(Collected data entries)
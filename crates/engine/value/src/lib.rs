mod error;
mod leaf;
mod object;
mod source;

use std::sync::Arc;

pub use error::*;
pub use leaf::*;
pub use object::*;
pub use source::*;

/// Raw output of a field resolver, before it is completed against the field's declared type.
#[derive(Debug, Clone, Default)]
pub enum ResolvedValue {
    #[default]
    Null,
    Boolean(bool),
    Int(i64),
    Float(f64),
    String(String),
    List(Vec<ResolvedValue>),
    Object(Arc<dyn ResolvedObject>),
    Error(FieldError),
}

#[derive(Debug, Clone, Copy, PartialEq, Eq, strum::Display)]
pub enum ValueKind {
    Null,
    Boolean,
    Int,
    Float,
    String,
    List,
    Object,
    Error,
}

impl ResolvedValue {
    pub fn object(object: impl ResolvedObject + 'static) -> Self {
        ResolvedValue::Object(Arc::new(object))
    }

    pub fn kind(&self) -> ValueKind {
        match self {
            ResolvedValue::Null => ValueKind::Null,
            ResolvedValue::Boolean(_) => ValueKind::Boolean,
            ResolvedValue::Int(_) => ValueKind::Int,
            ResolvedValue::Float(_) => ValueKind::Float,
            ResolvedValue::String(_) => ValueKind::String,
            ResolvedValue::List(_) => ValueKind::List,
            ResolvedValue::Object(_) => ValueKind::Object,
            ResolvedValue::Error(_) => ValueKind::Error,
        }
    }

    pub fn is_null(&self) -> bool {
        matches!(self, ResolvedValue::Null)
    }

    /// Name of the runtime type, used in error messages.
    pub fn runtime_type_name(&self) -> String {
        match self {
            ResolvedValue::Object(object) => object.runtime_type_name().to_string(),
            other => other.kind().to_string(),
        }
    }

    /// Whether this value is an error or a non-empty list made only of errors.
    pub fn is_error(&self) -> bool {
        match self {
            ResolvedValue::Error(_) => true,
            ResolvedValue::List(items) => {
                !items.is_empty() && items.iter().all(|item| matches!(item, ResolvedValue::Error(_)))
            }
            _ => false,
        }
    }

    /// The errors carried by this value, if it is an error or a non-empty list made only of
    /// errors.
    pub fn as_errors(&self) -> Option<Vec<&FieldError>> {
        match self {
            ResolvedValue::Error(error) => Some(vec![error]),
            ResolvedValue::List(items) if !items.is_empty() => items
                .iter()
                .map(|item| match item {
                    ResolvedValue::Error(error) => Some(error),
                    _ => None,
                })
                .collect(),
            _ => None,
        }
    }

    pub fn to_json(&self) -> Option<serde_json::Value> {
        Some(match self {
            ResolvedValue::Null => serde_json::Value::Null,
            ResolvedValue::Boolean(b) => serde_json::Value::Bool(*b),
            ResolvedValue::Int(n) => serde_json::Value::from(*n),
            ResolvedValue::Float(n) => serde_json::Value::Number(serde_json::Number::from_f64(*n)?),
            ResolvedValue::String(s) => serde_json::Value::String(s.clone()),
            ResolvedValue::List(items) => {
                serde_json::Value::Array(items.iter().map(ResolvedValue::to_json).collect::<Option<_>>()?)
            }
            ResolvedValue::Object(object) => object.to_json()?,
            ResolvedValue::Error(_) => return None,
        })
    }
}

impl From<serde_json::Value> for ResolvedValue {
    fn from(value: serde_json::Value) -> Self {
        match value {
            serde_json::Value::Null => ResolvedValue::Null,
            serde_json::Value::Bool(b) => ResolvedValue::Boolean(b),
            serde_json::Value::Number(n) => match n.as_i64() {
                Some(n) => ResolvedValue::Int(n),
                None => ResolvedValue::Float(n.as_f64().unwrap_or(f64::NAN)),
            },
            serde_json::Value::String(s) => ResolvedValue::String(s),
            serde_json::Value::Array(items) => ResolvedValue::List(items.into_iter().map(Into::into).collect()),
            serde_json::Value::Object(map) => ResolvedValue::object(JsonObject::new(map)),
        }
    }
}

impl From<bool> for ResolvedValue {
    fn from(value: bool) -> Self {
        ResolvedValue::Boolean(value)
    }
}

impl From<i64> for ResolvedValue {
    fn from(value: i64) -> Self {
        ResolvedValue::Int(value)
    }
}

impl From<i32> for ResolvedValue {
    fn from(value: i32) -> Self {
        ResolvedValue::Int(value.into())
    }
}

impl From<f64> for ResolvedValue {
    fn from(value: f64) -> Self {
        ResolvedValue::Float(value)
    }
}

impl From<&str> for ResolvedValue {
    fn from(value: &str) -> Self {
        ResolvedValue::String(value.to_string())
    }
}

impl From<String> for ResolvedValue {
    fn from(value: String) -> Self {
        ResolvedValue::String(value)
    }
}

impl From<FieldError> for ResolvedValue {
    fn from(error: FieldError) -> Self {
        ResolvedValue::Error(error)
    }
}

impl<T: Into<ResolvedValue>> From<Option<T>> for ResolvedValue {
    fn from(value: Option<T>) -> Self {
        value.map(Into::into).unwrap_or_default()
    }
}

impl<T: Into<ResolvedValue>> From<Vec<T>> for ResolvedValue {
    fn from(values: Vec<T>) -> Self {
        ResolvedValue::List(values.into_iter().map(Into::into).collect())
    }
}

## Task directions
All lines of the data above must be repeated exactly.

## Solution
filename crates/engine/value/src/lib.rs
mod error;
mod leaf;
mod object;
mod source;

use std::sync::Arc;

pub use error::*;
pub use leaf::*;
pub use object::*;
pub use source::*;

/// Raw output of a field resolver, before it is completed against the field's declared type.
#[derive(Debug, Clone, Default)]
pub enum ResolvedValue {
    #[default]
    Null,
    Boolean(bool),
    Int(i64),
    Float(f64),
    String(String),
    List(Vec<ResolvedValue>),
    Object(Arc<dyn ResolvedObject>),
    Error(FieldError),
}

#[derive(Debug, Clone, Copy, PartialEq, Eq, strum::Display)]
pub enum ValueKind {
    Null,
    Boolean,
    Int,
    Float,
    String,
    List,
    Object,
    Error,
}

impl ResolvedValue {
    pub fn object(object: impl ResolvedObject + 'static) -> Self {
        ResolvedValue::Object(Arc::new(object))
    }

    pub fn kind(&self) -> ValueKind {
        match self {
            ResolvedValue::Null => ValueKind::Null,
            ResolvedValue::Boolean(_) => ValueKind::Boolean,
            ResolvedValue::Int(_) => ValueKind::Int,
            ResolvedValue::Float(_) => ValueKind::Float,
            ResolvedValue::String(_) => ValueKind::String,
            ResolvedValue::List(_) => ValueKind::List,
            ResolvedValue::Object(_) => ValueKind::Object,
            ResolvedValue::Error(_) => ValueKind::Error,
        }
    }

    pub fn is_null(&self) -> bool {
        matches!(self, ResolvedValue::Null)
    }

    /// Name of the runtime type, used in error messages.
    pub fn runtime_type_name(&self) -> String {
        match self {
            ResolvedValue::Object(object) => object.runtime_type_name().to_string(),
            other => other.kind().to_string(),
        }
    }

    /// Whether this value is an error or a non-empty list made only of errors.
    pub fn is_error(&self) -> bool {
        match self {
            ResolvedValue::Error(_) => true,
            ResolvedValue::List(items) => {
                !items.is_empty() && items.iter().all(|item| matches!(item, ResolvedValue::Error(_)))
            }
            _ => false,
        }
    }

    /// The errors carried by this value, if it is an error or a non-empty list made only of
    /// errors.
    pub fn as_errors(&self) -> Option<Vec<&FieldError>> {
        match self {
            ResolvedValue::Error(error) => Some(vec![error]),
            ResolvedValue::List(items) if !items.is_empty() => items
                .iter()
                .map(|item| match item {
                    ResolvedValue::Error(error) => Some(error),
                    _ => None,
                })
                .collect(),
            _ => None,
        }
    }

    pub fn to_json(&self) -> Option<serde_json::Value> {
        Some(match self {
            ResolvedValue::Null => serde_json::Value::Null,
            ResolvedValue::Boolean(b) => serde_json::Value::Bool(*b),
            ResolvedValue::Int(n) => serde_json::Value::from(*n),
            ResolvedValue::Float(n) => serde_json::Value::Number(serde_json::Number::from_f64(*n)?),
            ResolvedValue::String(s) => serde_json::Value::String(s.clone()),
            ResolvedValue::List(items) => {
                serde_json::Value::Array(items.iter().map(ResolvedValue::to_json).collect::<Option<_>>()?)
            }
            ResolvedValue::Object(object) => object.to_json()?,
            ResolvedValue::Error(_) => return None,
        })
    }
}

impl From<serde_json::Value> for ResolvedValue {
    fn from(value: serde_json::Value) -> Self {
        match value {
            serde_json::Value::Null => ResolvedValue::Null,
            serde_json::Value::Bool(b) => ResolvedValue::Boolean(b),
            serde_json::Value::Number(n) => match n.as_i64() {
                Some(n) => ResolvedValue::Int(n),
                None => ResolvedValue::Float(n.as_f64().unwrap_or(f64::NAN)),
            },
            serde_json::Value::String(s) => ResolvedValue::String(s),
            serde_json::Value::Array(items) => ResolvedValue::List(items.into_iter().map(Into::into).collect()),
            serde_json::Value::Object(map) => ResolvedValue::object(JsonObject::new(map)),
        }
    }
}

impl From<bool> for ResolvedValue {
    fn from(value: bool) -> Self {
        ResolvedValue::Boolean(value)
    }
}

impl From<i64> for ResolvedValue {
    fn from(value: i64) -> Self {
        ResolvedValue::Int(value)
    }
}

impl From<i32> for ResolvedValue {
    fn from(value: i32) -> Self {
        ResolvedValue::Int(value.into())
    }
}

impl From<f64> for ResolvedValue {
    fn from(value: f64) -> Self {
        ResolvedValue::Float(value)
    }
}

impl From<&str> for ResolvedValue {
    fn from(value: &str) -> Self {
        ResolvedValue::String(value.to_string())
    }
}

impl From<String> for ResolvedValue {
    fn from(value: String) -> Self {
        ResolvedValue::String(value)
    }
}

impl From<FieldError> for ResolvedValue {
    fn from(error: FieldError) -> Self {
        ResolvedValue::Error(error)
    }
}

impl<T: Into<ResolvedValue>> From<Option<T>> for ResolvedValue {
    fn from(value: Option<T>) -> Self {
        value.map(Into::into).unwrap_or_default()
    }
}

impl<T: Into<ResolvedValue>> From<Vec<T>> for ResolvedValue {
    fn from(values: Vec<T>) -> Self {
        ResolvedValue::List(values.into_iter().map(Into::into).collect())
    }
}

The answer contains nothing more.